** The data follows **

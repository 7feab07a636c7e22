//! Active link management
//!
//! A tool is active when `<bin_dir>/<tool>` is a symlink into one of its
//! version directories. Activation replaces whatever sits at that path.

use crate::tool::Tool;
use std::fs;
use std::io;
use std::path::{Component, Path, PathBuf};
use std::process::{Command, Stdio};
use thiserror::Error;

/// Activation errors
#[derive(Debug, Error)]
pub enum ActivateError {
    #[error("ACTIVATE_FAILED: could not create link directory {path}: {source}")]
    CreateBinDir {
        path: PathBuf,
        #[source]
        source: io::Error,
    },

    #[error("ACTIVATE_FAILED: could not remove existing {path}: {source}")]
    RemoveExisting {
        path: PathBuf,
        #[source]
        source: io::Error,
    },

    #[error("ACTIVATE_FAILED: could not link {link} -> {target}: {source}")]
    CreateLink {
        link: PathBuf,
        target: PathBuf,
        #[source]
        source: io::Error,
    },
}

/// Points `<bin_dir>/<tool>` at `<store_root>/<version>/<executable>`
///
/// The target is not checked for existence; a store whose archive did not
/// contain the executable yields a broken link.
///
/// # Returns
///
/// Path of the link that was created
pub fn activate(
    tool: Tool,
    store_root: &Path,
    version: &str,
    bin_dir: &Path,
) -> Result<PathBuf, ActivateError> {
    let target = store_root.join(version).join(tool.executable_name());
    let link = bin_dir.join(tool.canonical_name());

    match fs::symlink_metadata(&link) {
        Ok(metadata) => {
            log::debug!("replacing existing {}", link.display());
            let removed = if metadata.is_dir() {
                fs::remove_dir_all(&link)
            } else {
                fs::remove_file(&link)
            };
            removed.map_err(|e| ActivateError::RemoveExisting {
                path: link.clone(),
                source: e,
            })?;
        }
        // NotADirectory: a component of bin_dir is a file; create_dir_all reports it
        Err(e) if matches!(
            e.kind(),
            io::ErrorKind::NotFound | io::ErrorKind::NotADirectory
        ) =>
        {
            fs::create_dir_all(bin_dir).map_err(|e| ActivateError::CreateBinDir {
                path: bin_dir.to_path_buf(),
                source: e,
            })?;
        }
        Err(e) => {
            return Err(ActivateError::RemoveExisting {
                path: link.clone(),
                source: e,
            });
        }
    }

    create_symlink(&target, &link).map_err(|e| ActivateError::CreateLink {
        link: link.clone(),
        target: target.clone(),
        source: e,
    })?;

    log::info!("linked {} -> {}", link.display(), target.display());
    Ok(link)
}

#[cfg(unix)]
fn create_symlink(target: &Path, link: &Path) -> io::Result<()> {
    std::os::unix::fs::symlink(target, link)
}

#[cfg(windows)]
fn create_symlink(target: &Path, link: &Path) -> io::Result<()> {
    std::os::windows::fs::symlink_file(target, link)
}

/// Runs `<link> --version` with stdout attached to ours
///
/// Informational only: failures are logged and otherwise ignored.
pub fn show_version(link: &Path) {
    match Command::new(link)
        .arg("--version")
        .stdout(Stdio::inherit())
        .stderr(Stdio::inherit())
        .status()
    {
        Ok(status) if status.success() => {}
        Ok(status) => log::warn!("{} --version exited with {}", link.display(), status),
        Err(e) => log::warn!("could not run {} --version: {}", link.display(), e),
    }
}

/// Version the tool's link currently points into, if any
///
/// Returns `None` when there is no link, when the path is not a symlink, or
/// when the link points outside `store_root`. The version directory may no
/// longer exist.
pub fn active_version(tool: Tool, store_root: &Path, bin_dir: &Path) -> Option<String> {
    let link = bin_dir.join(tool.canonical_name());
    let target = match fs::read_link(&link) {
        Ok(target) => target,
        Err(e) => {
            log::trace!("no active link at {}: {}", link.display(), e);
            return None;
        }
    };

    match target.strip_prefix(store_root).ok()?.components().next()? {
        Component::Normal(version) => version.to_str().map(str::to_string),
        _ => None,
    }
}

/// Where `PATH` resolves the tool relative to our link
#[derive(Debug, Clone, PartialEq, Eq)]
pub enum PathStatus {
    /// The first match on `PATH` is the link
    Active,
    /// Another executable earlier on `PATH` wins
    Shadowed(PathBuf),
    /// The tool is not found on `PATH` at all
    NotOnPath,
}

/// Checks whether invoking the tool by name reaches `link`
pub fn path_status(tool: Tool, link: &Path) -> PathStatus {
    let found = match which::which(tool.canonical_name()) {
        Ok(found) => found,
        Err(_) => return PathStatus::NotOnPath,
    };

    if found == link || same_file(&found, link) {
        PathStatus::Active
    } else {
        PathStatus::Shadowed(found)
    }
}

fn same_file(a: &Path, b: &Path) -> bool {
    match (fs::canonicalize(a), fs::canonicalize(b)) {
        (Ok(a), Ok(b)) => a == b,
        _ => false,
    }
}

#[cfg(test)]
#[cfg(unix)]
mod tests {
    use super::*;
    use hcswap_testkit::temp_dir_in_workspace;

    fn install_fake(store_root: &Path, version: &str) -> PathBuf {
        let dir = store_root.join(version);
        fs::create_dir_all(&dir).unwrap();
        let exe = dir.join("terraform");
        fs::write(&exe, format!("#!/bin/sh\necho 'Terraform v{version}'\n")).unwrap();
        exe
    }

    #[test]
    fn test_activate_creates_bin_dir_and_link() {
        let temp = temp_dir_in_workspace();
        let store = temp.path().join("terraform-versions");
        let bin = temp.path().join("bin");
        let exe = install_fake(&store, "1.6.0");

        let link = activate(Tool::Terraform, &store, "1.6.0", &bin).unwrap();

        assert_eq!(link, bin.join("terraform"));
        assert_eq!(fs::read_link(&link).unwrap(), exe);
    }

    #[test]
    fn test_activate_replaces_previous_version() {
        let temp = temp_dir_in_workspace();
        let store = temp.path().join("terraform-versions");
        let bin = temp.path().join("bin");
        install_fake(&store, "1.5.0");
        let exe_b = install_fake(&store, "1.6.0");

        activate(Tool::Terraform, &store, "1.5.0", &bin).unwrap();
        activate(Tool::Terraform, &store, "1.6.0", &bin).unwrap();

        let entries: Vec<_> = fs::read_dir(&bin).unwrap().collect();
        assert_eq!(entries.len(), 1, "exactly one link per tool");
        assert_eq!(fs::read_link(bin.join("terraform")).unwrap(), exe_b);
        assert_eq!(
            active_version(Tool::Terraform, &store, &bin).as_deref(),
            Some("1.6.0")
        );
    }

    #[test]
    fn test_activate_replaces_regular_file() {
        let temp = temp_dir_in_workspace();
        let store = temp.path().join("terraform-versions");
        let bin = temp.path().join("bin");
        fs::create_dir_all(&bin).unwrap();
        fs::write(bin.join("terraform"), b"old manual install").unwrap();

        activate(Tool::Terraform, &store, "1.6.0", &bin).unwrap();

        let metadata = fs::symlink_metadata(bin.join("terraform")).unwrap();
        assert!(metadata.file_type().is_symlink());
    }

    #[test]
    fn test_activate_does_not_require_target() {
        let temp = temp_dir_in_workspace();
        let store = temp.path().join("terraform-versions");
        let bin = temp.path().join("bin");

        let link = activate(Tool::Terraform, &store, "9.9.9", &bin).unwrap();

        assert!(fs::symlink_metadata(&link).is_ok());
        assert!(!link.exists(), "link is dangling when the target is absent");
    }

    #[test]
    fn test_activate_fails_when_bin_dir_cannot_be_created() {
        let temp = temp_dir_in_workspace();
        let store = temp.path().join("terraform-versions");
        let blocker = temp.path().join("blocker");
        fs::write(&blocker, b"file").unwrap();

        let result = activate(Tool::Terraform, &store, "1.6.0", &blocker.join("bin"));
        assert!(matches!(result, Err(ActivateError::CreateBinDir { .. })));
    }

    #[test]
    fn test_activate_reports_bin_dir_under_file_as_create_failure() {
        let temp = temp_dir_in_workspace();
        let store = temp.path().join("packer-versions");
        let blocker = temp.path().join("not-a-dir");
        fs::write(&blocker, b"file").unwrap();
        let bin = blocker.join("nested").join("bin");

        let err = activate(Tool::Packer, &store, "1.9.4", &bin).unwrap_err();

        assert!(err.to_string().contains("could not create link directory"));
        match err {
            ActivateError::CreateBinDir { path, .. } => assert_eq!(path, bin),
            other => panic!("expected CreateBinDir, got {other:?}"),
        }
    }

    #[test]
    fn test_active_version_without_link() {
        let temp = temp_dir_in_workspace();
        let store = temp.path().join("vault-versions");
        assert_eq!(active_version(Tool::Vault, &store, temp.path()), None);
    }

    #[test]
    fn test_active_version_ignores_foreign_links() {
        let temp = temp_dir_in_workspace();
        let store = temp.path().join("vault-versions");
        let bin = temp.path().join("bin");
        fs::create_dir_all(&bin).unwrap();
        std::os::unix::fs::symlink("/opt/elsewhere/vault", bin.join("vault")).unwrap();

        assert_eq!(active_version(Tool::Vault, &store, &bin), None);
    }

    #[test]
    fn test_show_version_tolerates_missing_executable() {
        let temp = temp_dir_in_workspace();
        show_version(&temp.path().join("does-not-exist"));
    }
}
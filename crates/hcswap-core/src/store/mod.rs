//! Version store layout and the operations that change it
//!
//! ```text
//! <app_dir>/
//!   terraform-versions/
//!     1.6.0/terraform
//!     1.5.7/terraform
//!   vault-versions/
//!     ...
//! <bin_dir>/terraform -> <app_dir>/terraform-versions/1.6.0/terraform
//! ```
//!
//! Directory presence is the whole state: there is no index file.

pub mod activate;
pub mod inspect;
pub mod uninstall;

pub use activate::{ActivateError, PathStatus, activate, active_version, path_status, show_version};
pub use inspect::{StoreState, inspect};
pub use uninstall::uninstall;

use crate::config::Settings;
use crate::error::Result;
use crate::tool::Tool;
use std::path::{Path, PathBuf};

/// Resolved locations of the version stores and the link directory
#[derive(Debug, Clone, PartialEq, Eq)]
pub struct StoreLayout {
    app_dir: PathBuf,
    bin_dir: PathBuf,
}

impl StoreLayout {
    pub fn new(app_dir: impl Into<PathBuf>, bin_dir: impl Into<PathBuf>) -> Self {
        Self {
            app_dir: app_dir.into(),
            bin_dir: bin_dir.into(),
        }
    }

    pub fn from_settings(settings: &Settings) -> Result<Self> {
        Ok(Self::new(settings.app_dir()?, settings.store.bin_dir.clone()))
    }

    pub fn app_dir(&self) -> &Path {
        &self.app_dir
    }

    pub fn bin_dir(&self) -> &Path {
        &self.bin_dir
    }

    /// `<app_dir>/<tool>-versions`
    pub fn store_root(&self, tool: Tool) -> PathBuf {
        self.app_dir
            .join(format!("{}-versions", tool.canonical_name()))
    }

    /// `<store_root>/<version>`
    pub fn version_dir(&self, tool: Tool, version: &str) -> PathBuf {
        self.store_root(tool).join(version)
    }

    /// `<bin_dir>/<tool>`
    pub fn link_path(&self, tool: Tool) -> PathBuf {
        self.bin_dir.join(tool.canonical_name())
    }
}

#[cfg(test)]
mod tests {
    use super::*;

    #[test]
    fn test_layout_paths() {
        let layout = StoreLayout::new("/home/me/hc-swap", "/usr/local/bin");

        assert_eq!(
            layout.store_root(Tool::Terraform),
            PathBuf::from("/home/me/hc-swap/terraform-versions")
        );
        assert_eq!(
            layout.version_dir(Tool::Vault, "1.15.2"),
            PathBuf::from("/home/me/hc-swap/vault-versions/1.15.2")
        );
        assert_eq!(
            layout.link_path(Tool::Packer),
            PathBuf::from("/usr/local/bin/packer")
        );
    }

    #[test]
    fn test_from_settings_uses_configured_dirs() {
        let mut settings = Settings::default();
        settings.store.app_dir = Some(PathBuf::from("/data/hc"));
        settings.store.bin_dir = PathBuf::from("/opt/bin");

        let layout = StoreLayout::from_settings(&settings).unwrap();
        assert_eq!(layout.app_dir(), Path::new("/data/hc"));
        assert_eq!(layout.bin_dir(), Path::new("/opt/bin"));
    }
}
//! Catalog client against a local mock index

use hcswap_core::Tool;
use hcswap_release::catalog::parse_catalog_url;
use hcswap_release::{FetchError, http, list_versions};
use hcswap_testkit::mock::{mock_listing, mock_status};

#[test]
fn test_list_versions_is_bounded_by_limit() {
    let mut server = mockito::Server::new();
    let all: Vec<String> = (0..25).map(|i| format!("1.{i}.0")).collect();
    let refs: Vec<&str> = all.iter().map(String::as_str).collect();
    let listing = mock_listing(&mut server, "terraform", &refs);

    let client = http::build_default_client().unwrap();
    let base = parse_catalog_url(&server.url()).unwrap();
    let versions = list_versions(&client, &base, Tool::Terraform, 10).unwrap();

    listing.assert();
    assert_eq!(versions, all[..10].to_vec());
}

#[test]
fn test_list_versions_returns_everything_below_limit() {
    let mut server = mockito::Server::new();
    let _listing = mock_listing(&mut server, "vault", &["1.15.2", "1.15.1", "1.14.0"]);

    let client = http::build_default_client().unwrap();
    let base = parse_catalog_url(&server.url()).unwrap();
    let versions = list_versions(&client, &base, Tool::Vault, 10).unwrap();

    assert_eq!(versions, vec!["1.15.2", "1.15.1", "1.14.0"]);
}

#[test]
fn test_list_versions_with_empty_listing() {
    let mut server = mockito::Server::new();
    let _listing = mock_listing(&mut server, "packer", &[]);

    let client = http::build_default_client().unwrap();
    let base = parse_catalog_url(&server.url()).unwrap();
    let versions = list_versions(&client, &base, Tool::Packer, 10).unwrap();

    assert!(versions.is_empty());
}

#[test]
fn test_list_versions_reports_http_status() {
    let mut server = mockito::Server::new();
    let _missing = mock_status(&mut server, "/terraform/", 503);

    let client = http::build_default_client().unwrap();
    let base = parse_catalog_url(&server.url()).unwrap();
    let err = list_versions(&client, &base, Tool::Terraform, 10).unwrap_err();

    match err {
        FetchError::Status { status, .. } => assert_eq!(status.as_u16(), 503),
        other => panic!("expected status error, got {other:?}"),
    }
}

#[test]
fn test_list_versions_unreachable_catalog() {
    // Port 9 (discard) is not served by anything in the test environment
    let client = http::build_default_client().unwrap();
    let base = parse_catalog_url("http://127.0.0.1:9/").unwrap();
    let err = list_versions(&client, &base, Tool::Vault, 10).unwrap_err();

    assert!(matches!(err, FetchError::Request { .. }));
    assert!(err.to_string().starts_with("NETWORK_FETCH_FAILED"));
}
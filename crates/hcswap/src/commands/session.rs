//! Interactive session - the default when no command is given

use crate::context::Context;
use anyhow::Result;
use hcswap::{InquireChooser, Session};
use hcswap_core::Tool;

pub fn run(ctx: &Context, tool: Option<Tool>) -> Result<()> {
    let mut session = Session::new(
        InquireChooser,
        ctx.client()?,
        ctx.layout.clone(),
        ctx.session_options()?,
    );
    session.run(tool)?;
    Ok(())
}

** End of The data **

* _What is being asked_:
Please state how many lines of the data hold the string "None", with nothing else in your reply.

* _Answer for the task_:
5